The “green” industry in Bexar County employs almost 15,000 people and contributes $1.8 billion to the local economy, said David Rodriguez, county extension agent and horticulturist.
This year has been a record-breaking one for the industry, he said, “because people need something to do.” Many are turning to the video series Rodriguez produces for the Texas A&M Agrilife Extension Service on topics such as turf and lawn maintenance, ground covers, and fall gardening.
In addition, participation in the San Antonio Waters System’s water-saver rewards programs, which give people coupons to use at nursery retailers in exchange for replacing turfgrass lawns with planting beds, is 10 times higher than it was at the same time last year.
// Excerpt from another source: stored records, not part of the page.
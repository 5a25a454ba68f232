// SPDX-License-Identifier: AGPL-3.0-or-later
// Copyright (c) 2025 Gridbase

use gridbase_type::ResolveError;

use crate::CacheScope;

#[derive(Debug, Clone, PartialEq, thiserror::Error)]
pub enum Error {
	#[error(transparent)]
	Resolve(#[from] ResolveError),

	/// A persistent-store read or write failed; populate-on-miss
	/// failures surface here instead of masquerading as "not found".
	#[error("metadata store operation failed: {reason}")]
	Store {
		reason: String,
	},

	#[error("metadata under {scope}:{key} could not be deserialized: {reason}")]
	Corrupt {
		scope: CacheScope,
		key: String,
		reason: String,
	},
}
Many are newcomers, enrolling in the program and its online educational events for the first time, even in the heat of the summer.
“I do think we had a bit of a captive audience in that people were at home,” said Karen Guz, SAWS conservation director. “They’re looking at their yards. They’re not going anywhere. They’re willing to give these virtual education things a try.”
For new gardener Acovio, cultivating plants has become a way for him to keep busy after the pandemic caused his social media business to go under. Persistent problems with black mold growing on some of his plants and pests eating away at others haven’t discouraged him.
“These are the lessons learned in a garden that I’m learning to treat and manage,” he said of the hobby he never was able to pursue growing up in a frequently relocating military family.
“I’m hoping with this third crop, I get corn finally.”